Doing Good Abroad: New Canaan YMCA Reps Leave Friday for Africa’s Largest Slum

[Editor’s Note: Starting Monday through next week, the New Canaan YMCA’s Julia Douglas will publish daily updates and photos of her observations and experiences from Kibera, the world’s second-largest slum, located outside Nairobi, Kenya. Sign up here for our daily newsletter to receive her posts first thing each morning, along with New Canaanite’s always-local news feed.]

Mary Coleman, membership director at the New Canaan YMCA, said she’s always wanted to participate in Peace Corps-type work.
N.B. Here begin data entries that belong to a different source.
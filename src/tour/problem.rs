//! Knight's tour problem definition and strategy dispatch

use super::{StrategyStatistics, TourSolution, TourValidator};
use crate::board::{Board, Cell};
use crate::config::{Settings, Strategy};
use crate::error::{Result, TourError};
use crate::mip::MipEncoder;
use crate::sat::SatEncoder;
use crate::search::{Backtracker, MoveOrder};
use std::time::Instant;
use tracing::{info, warn};

/// A knight's tour search on a fixed board, start cell and strategy
pub struct KnightsTour {
    board: Board,
    start: Cell,
    strategy: Strategy,
    validator: TourValidator,
}

impl KnightsTour {
    /// Create a problem, rejecting a start cell off the board
    pub fn new(board: Board, start: Cell, strategy: Strategy) -> Result<Self> {
        board.check_start(start)?;
        Ok(Self {
            board,
            start,
            strategy,
            validator: TourValidator::new(board),
        })
    }

    pub fn from_settings(settings: &Settings) -> Result<Self> {
        let board = Board::new(settings.board.width, settings.board.height)?;
        Self::new(board, settings.start(), settings.search.strategy)
    }

    pub fn board(&self) -> Board {
        self.board
    }

    pub fn start(&self) -> Cell {
        self.start
    }

    pub fn strategy(&self) -> Strategy {
        self.strategy
    }

    /// Continue the search from `cell`, the last cell of `tour`.
    ///
    /// Returns the strategy's `(cell, tour)` pair. A failed search yields
    /// `(start, [])`. The constraint strategies only accept `[start]` as
    /// the partial tour.
    pub fn run(&self, cell: Cell, tour: Vec<Cell>) -> Result<(Cell, Vec<Cell>)> {
        self.dispatch(cell, tour).map(|(outcome, _)| outcome)
    }

    /// Search from the configured start cell and time it
    pub fn solve(&self) -> Result<TourSolution> {
        info!(
            board = %self.board,
            start = %self.start,
            strategy = %self.strategy,
            "searching for knight's tour"
        );

        let start_time = Instant::now();
        let (outcome, statistics) = self.dispatch(self.start, vec![self.start])?;
        let solve_time = start_time.elapsed();

        let solution = TourSolution::new(self.strategy, self.board, self.start, outcome, solve_time)
            .with_statistics(statistics);
        info!(
            found = solution.is_found(),
            elapsed_ms = solve_time.as_millis() as u64,
            "search finished"
        );
        Ok(solution)
    }

    fn dispatch(&self, cell: Cell, tour: Vec<Cell>) -> Result<((Cell, Vec<Cell>), StrategyStatistics)> {
        self.check_partial(cell, &tour)?;

        let ((end, tour), statistics) = match self.strategy {
            Strategy::PlainBacktrack => self.backtrack(tour, MoveOrder::Offset),
            Strategy::HeuristicBacktrack => self.backtrack(tour, MoveOrder::Warnsdorff),
            Strategy::BooleanConstraint => {
                self.require_fresh(&tour)?;
                let mut encoder = SatEncoder::new(self.board);
                let found = encoder
                    .solve(self.start)
                    .map_err(|err| TourError::Solver(format!("{:#}", err)))?;
                let statistics = StrategyStatistics::Encoding(encoder.statistics());
                ((self.start, found.unwrap_or_default()), statistics)
            }
            Strategy::IntegerProgram => {
                self.require_fresh(&tour)?;
                let mut encoder = MipEncoder::new(self.board);
                let found = encoder
                    .solve(self.start)
                    .map_err(|err| TourError::Solver(format!("{:#}", err)))?;
                let statistics = StrategyStatistics::Model(encoder.statistics());
                ((self.start, found.unwrap_or_default()), statistics)
            }
        };

        if !tour.is_empty() {
            let validation = self.validator.validate(self.start, &tour);
            if !validation.is_valid {
                warn!(strategy = %self.strategy, "strategy produced an invalid tour");
                return Err(TourError::InvalidSolution(
                    validation.error_message.unwrap_or_default(),
                ));
            }
        }

        Ok(((end, tour), statistics))
    }

    fn backtrack(&self, tour: Vec<Cell>, order: MoveOrder) -> ((Cell, Vec<Cell>), StrategyStatistics) {
        let mut searcher = Backtracker::new(self.board, order);
        let outcome = match searcher.search(tour) {
            Some(tour) => {
                let end = tour.last().copied().unwrap_or(self.start);
                (end, tour)
            }
            None => (self.start, Vec::new()),
        };
        (outcome, StrategyStatistics::Search(searcher.statistics().clone()))
    }

    fn check_partial(&self, cell: Cell, tour: &[Cell]) -> Result<()> {
        let validation = self.validator.validate_partial(self.start, tour);
        if !validation.is_valid {
            return Err(TourError::InvalidPartialTour(
                validation.error_message.unwrap_or_default(),
            ));
        }
        if tour.last() != Some(&cell) {
            return Err(TourError::InvalidPartialTour(format!(
                "current cell {} is not the last cell of the tour",
                cell
            )));
        }
        Ok(())
    }

    fn require_fresh(&self, tour: &[Cell]) -> Result<()> {
        if tour != [self.start] {
            return Err(TourError::InvalidPartialTour(format!(
                "{} searches only from the start cell, got {} placed cells",
                self.strategy,
                tour.len()
            )));
        }
        Ok(())
    }
}

#[cfg(test)]
mod tests {
    use super::*;
    use crate::board::is_knight_move;
    use itertools::Itertools;

    fn problem(width: usize, height: usize, start: (usize, usize), strategy: Strategy) -> KnightsTour {
        KnightsTour::new(Board::new(width, height).unwrap(), Cell::from(start), strategy).unwrap()
    }

    fn assert_valid(problem: &KnightsTour, tour: &[Cell]) {
        assert_eq!(tour.len(), problem.board().total_cells());
        assert_eq!(tour[0], problem.start());
        assert_eq!(tour.iter().unique().count(), tour.len());
        assert!(tour.iter().tuple_windows().all(|(a, b)| is_knight_move(*a, *b)));
    }

    #[test]
    fn test_start_out_of_bounds_rejected() {
        let board = Board::new(5, 5).unwrap();
        let result = KnightsTour::new(board, Cell::new(0, 5), Strategy::PlainBacktrack);
        assert!(matches!(result, Err(TourError::StartOutOfBounds { .. })));
    }

    #[test]
    fn test_plain_dispatch_6x6() {
        let p = problem(6, 6, (3, 3), Strategy::PlainBacktrack);
        let (end, tour) = p.run(p.start(), vec![p.start()]).unwrap();
        assert_valid(&p, &tour);
        assert_eq!(end, *tour.last().unwrap());
    }

    #[test]
    fn test_heuristic_dispatch_8x8() {
        let p = problem(8, 8, (0, 0), Strategy::HeuristicBacktrack);
        let solution = p.solve().unwrap();
        assert!(solution.is_found());
        assert_valid(&p, &solution.tour);
    }

    #[test]
    fn test_boolean_dispatch_5x5() {
        let p = problem(5, 5, (0, 0), Strategy::BooleanConstraint);
        let (end, tour) = p.run(p.start(), vec![p.start()]).unwrap();
        assert_valid(&p, &tour);
        assert_eq!(end, p.start());
    }

    #[test]
    fn test_integer_dispatch_3x4() {
        let p = problem(3, 4, (0, 0), Strategy::IntegerProgram);
        let (_, tour) = p.run(p.start(), vec![p.start()]).unwrap();
        assert_valid(&p, &tour);
    }

    #[test]
    fn test_solution_carries_statistics() {
        let p = problem(5, 5, (0, 0), Strategy::HeuristicBacktrack);
        let solution = p.solve().unwrap();
        let Some(StrategyStatistics::Search(stats)) = &solution.statistics else {
            panic!("backtracking should report search statistics");
        };
        assert_eq!(stats.max_depth, 25);

        let p = problem(5, 5, (0, 0), Strategy::BooleanConstraint);
        let solution = p.solve().unwrap();
        let Some(StrategyStatistics::Encoding(stats)) = &solution.statistics else {
            panic!("the SAT strategy should report encoding statistics");
        };
        assert_eq!(stats.total_variables, 625);

        let p = problem(3, 4, (0, 0), Strategy::IntegerProgram);
        let solution = p.solve().unwrap();
        assert!(matches!(solution.statistics, Some(StrategyStatistics::Model(_))));
    }

    #[test]
    fn test_failure_signal() {
        let p = problem(3, 3, (0, 0), Strategy::PlainBacktrack);
        let (end, tour) = p.run(p.start(), vec![p.start()]).unwrap();
        assert_eq!(end, p.start());
        assert!(tour.is_empty());
    }

    #[test]
    fn test_partial_tour_must_end_at_cell() {
        let p = problem(5, 5, (0, 0), Strategy::PlainBacktrack);
        let result = p.run(Cell::new(2, 1), vec![p.start()]);
        assert!(matches!(result, Err(TourError::InvalidPartialTour(_))));
    }

    #[test]
    fn test_partial_tour_must_be_knight_path() {
        let p = problem(5, 5, (0, 0), Strategy::HeuristicBacktrack);
        let tour = vec![Cell::new(0, 0), Cell::new(1, 1)];
        let result = p.run(Cell::new(1, 1), tour);
        assert!(matches!(result, Err(TourError::InvalidPartialTour(_))));
    }

    #[test]
    fn test_constraint_strategies_need_fresh_tour() {
        for strategy in [Strategy::BooleanConstraint, Strategy::IntegerProgram] {
            let p = problem(5, 5, (0, 0), strategy);
            let tour = vec![Cell::new(0, 0), Cell::new(2, 1)];
            let result = p.run(Cell::new(2, 1), tour);
            assert!(matches!(result, Err(TourError::InvalidPartialTour(_))));
        }
    }

    #[test]
    fn test_backtracking_resumes_partial_tour() {
        let p = problem(5, 5, (0, 0), Strategy::PlainBacktrack);
        let full = p.solve().unwrap().tour;
        let prefix = full[..4].to_vec();
        let (_, tour) = p.run(prefix[3], prefix.clone()).unwrap();
        assert_valid(&p, &tour);
        assert!(tour.starts_with(&prefix));
    }
}
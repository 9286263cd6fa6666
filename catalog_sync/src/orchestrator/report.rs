//! Sync reports

use super::cycle::CycleStage;
use crate::fetch::VersionToken;
use chrono::{DateTime, Utc};
use mtg_common::{EntityKind, SourceId};
use serde::Serialize;
use std::fmt;

/// How a source's cycle ended
#[derive(Debug, Clone, Copy, PartialEq, Eq, Serialize)]
#[serde(rename_all = "snake_case")]
pub enum SyncStatus {
    /// Synced recently enough; nothing fetched
    UpToDate,
    /// Upstream unchanged since the recorded version
    NotModified,
    Succeeded,
    /// Some entities failed reconciliation, the rest were committed
    PartiallySucceeded,
    Failed,
    Cancelled,
}

impl SyncStatus {
    pub fn as_str(&self) -> &'static str {
        match self {
            SyncStatus::UpToDate => "up to date",
            SyncStatus::NotModified => "not modified",
            SyncStatus::Succeeded => "succeeded",
            SyncStatus::PartiallySucceeded => "partially succeeded",
            SyncStatus::Failed => "failed",
            SyncStatus::Cancelled => "cancelled",
        }
    }

    /// Cycle reached `Done`
    pub fn is_done(&self) -> bool {
        !matches!(self, SyncStatus::Failed | SyncStatus::Cancelled)
    }
}

impl fmt::Display for SyncStatus {
    fn fmt(&self, f: &mut fmt::Formatter<'_>) -> fmt::Result {
        f.write_str(self.as_str())
    }
}

/// An entity that could not be reconciled
#[derive(Debug, Clone, PartialEq, Serialize)]
pub struct EntityFailure {
    pub kind: EntityKind,
    pub key: String,
    pub error: String,
}

/// Result of one source's cycle
#[derive(Debug, Clone, Serialize)]
pub struct SourceSyncOutcome {
    pub source: SourceId,
    pub status: SyncStatus,
    /// Stage the cycle failed in, if it failed
    #[serde(skip_serializing_if = "Option::is_none")]
    pub failed_stage: Option<CycleStage>,
    #[serde(skip_serializing_if = "Option::is_none")]
    pub error: Option<String>,
    /// Records produced by the adapter
    pub records: usize,
    pub created: usize,
    pub updated: usize,
    pub unchanged: usize,
    #[serde(skip_serializing_if = "Vec::is_empty")]
    pub failures: Vec<EntityFailure>,
    #[serde(skip_serializing_if = "Option::is_none")]
    pub version_token: Option<VersionToken>,
    #[serde(skip_serializing_if = "Option::is_none")]
    pub upstream_version: Option<String>,
    pub attempts: u32,
    pub duration_ms: u64,
}

impl SourceSyncOutcome {
    pub fn new(source: SourceId) -> Self {
        Self {
            source,
            status: SyncStatus::UpToDate,
            failed_stage: None,
            error: None,
            records: 0,
            created: 0,
            updated: 0,
            unchanged: 0,
            failures: Vec::new(),
            version_token: None,
            upstream_version: None,
            attempts: 0,
            duration_ms: 0,
        }
    }

    /// Entities written by this cycle
    pub fn changed(&self) -> usize {
        self.created + self.updated
    }
}

impl fmt::Display for SourceSyncOutcome {
    fn fmt(&self, f: &mut fmt::Formatter<'_>) -> fmt::Result {
        write!(f, "{:<10} {:<20}", self.source.as_str(), self.status.as_str())?;
        match self.status {
            SyncStatus::Succeeded | SyncStatus::PartiallySucceeded => {
                write!(
                    f,
                    " {} records: {} created, {} updated, {} unchanged",
                    self.records, self.created, self.updated, self.unchanged
                )?;
                if !self.failures.is_empty() {
                    write!(f, ", {} failed", self.failures.len())?;
                }
            }
            SyncStatus::Failed => {
                if let Some(stage) = self.failed_stage {
                    write!(f, " during {}", stage)?;
                }
                if let Some(error) = &self.error {
                    write!(f, ": {}", error)?;
                }
            }
            _ => {}
        }
        if let Some(version) = &self.upstream_version {
            write!(f, " [upstream {}]", version)?;
        }
        write!(f, " ({} ms)", self.duration_ms)
    }
}

/// Outcome of a sync run over several sources
#[derive(Debug, Clone, Serialize)]
pub struct SyncReport {
    pub started_at: DateTime<Utc>,
    pub finished_at: DateTime<Utc>,
    pub outcomes: Vec<SourceSyncOutcome>,
}

impl SyncReport {
    pub fn outcome(&self, source: SourceId) -> Option<&SourceSyncOutcome> {
        self.outcomes.iter().find(|o| o.source == source)
    }

    /// Entities written across all sources
    pub fn changed(&self) -> usize {
        self.outcomes.iter().map(SourceSyncOutcome::changed).sum()
    }

    pub fn has_failures(&self) -> bool {
        self.outcomes.iter().any(|o| o.status == SyncStatus::Failed)
    }

    pub fn sources_with(&self, status: SyncStatus) -> Vec<SourceId> {
        self.outcomes
            .iter()
            .filter(|o| o.status == status)
            .map(|o| o.source)
            .collect()
    }
}

impl fmt::Display for SyncReport {
    fn fmt(&self, f: &mut fmt::Formatter<'_>) -> fmt::Result {
        for outcome in &self.outcomes {
            writeln!(f, "{}", outcome)?;
            for failure in &outcome.failures {
                writeln!(f, "    {} {}: {}", failure.kind, failure.key, failure.error)?;
            }
        }
        write!(f, "{} entities changed", self.changed())
    }
}
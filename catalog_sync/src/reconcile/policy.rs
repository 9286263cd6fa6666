//! Static merge priority tables
//!
//! One [`FieldRule`] per canonical field. A rule lists tiers of sources in
//! priority order; the first tier holding a non-empty value decides the
//! field. Fields absent from every tier fall back to the entity's defaults.

use mtg_common::{EntityKind, SourceId};

/// Merge rule for one canonical field
#[derive(Debug, Clone, Copy, PartialEq, Eq)]
pub struct FieldRule {
    pub field: &'static str,
    /// Tiers of equally trusted sources, most trusted first
    pub priority: &'static [&'static [SourceId]],
    /// Reconciliation fails when no source supplies the field
    pub required: bool,
}

impl FieldRule {
    pub const fn required(field: &'static str, priority: &'static [&'static [SourceId]]) -> Self {
        Self {
            field,
            priority,
            required: true,
        }
    }

    pub const fn optional(field: &'static str, priority: &'static [&'static [SourceId]]) -> Self {
        Self {
            field,
            priority,
            required: false,
        }
    }

    /// Every source this rule consults
    pub fn sources(&self) -> impl Iterator<Item = SourceId> + '_ {
        self.priority.iter().flat_map(|tier| tier.iter().copied())
    }
}

const SCRYFALL_FIRST: &[&[SourceId]] = &[&[SourceId::Scryfall], &[SourceId::Mtgjson]];
const SCRYFALL_ONLY: &[&[SourceId]] = &[&[SourceId::Scryfall]];
const MTGJSON_ONLY: &[&[SourceId]] = &[&[SourceId::Mtgjson]];
const VECTORS_ONLY: &[&[SourceId]] = &[&[SourceId::Vectors]];

/// Scryfall is authoritative for set data; MTGJSON fills gaps and owns the
/// marketplace identifiers
pub const SET_RULES: &[FieldRule] = &[
    FieldRule::required("name", SCRYFALL_FIRST),
    FieldRule::required("date_released", SCRYFALL_FIRST),
    FieldRule::optional("type", SCRYFALL_FIRST),
    FieldRule::optional("block", SCRYFALL_FIRST),
    FieldRule::optional("block_code", SCRYFALL_ONLY),
    FieldRule::optional("code_alt", MTGJSON_ONLY),
    FieldRule::optional("code_arena", SCRYFALL_ONLY),
    FieldRule::optional("code_keyrune", MTGJSON_ONLY),
    FieldRule::optional("code_mtgo", SCRYFALL_FIRST),
    FieldRule::optional("code_parent", SCRYFALL_FIRST),
    FieldRule::optional("count_cards", SCRYFALL_FIRST),
    FieldRule::optional("count_printed", SCRYFALL_FIRST),
    FieldRule::optional("count_tokens", MTGJSON_ONLY),
    FieldRule::optional("id", SCRYFALL_ONLY),
    FieldRule::optional("id_cardmarket", MTGJSON_ONLY),
    FieldRule::optional("id_cardmarket_extras", MTGJSON_ONLY),
    FieldRule::optional("id_cardsphere", MTGJSON_ONLY),
    FieldRule::optional("id_tcgplayer", SCRYFALL_FIRST),
    FieldRule::optional("name_cardmarket", MTGJSON_ONLY),
    FieldRule::optional("icon_svg_uri", SCRYFALL_ONLY),
    FieldRule::optional("is_digital_only", SCRYFALL_FIRST),
    FieldRule::optional("is_foil_only", SCRYFALL_FIRST),
    FieldRule::optional("is_foreign_only", MTGJSON_ONLY),
    FieldRule::optional("is_nonfoil_only", SCRYFALL_FIRST),
    FieldRule::optional("is_paper_only", MTGJSON_ONLY),
    FieldRule::optional("is_preview", MTGJSON_ONLY),
];

pub const SYMBOL_SET_RULES: &[FieldRule] = &[
    FieldRule::optional("parent", VECTORS_ONLY),
    FieldRule::optional("supported", VECTORS_ONLY),
];

pub const SYMBOL_WATERMARK_RULES: &[FieldRule] = &[FieldRule::optional("parent", VECTORS_ONLY)];

/// Built-in rules for an entity kind
pub fn rules_for(kind: EntityKind) -> &'static [FieldRule] {
    match kind {
        EntityKind::Set => SET_RULES,
        EntityKind::SymbolSet => SYMBOL_SET_RULES,
        EntityKind::SymbolWatermark => SYMBOL_WATERMARK_RULES,
    }
}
An especially well-traveled person already, having visited places such as India, Japan, China and Korea, in addition to Europe, Coleman believes that volunteering to provide manpower abroad would be “very fulfilling.”

“To participate and give back and learn and understand, and to better relate to the community again what it is we are doing here at the Y,” Coleman said Thursday afternoon from a meeting room at the South Avenue facility, with four other women who on Friday will leave together for a 10-day excursion to the largest slum in Africa. “I’m hoping it will be very sobering, life-altering, and that I will bring back some important messages to my family and the community.”

Coleman—along with 10 other people including the YMCA’s Nicki Jezairian, Carolynn Kaufman and Julia Douglas, as well as Anne Goebel, a Stamford Hospital nurse who serves as the Y’s wellness nurse coordinator—on Saturday night will arrive in Nairobi, Kenya, and travel the following day to Kibera, a slum of one million people living in an area about the size of Central Park. Under a partnership that dates back to 2007, the New Canaan YMCA has worked with a child development center in Kibera that provides food, clothing, classroom materials, medical attention and other essentials for hundreds of kids who live there.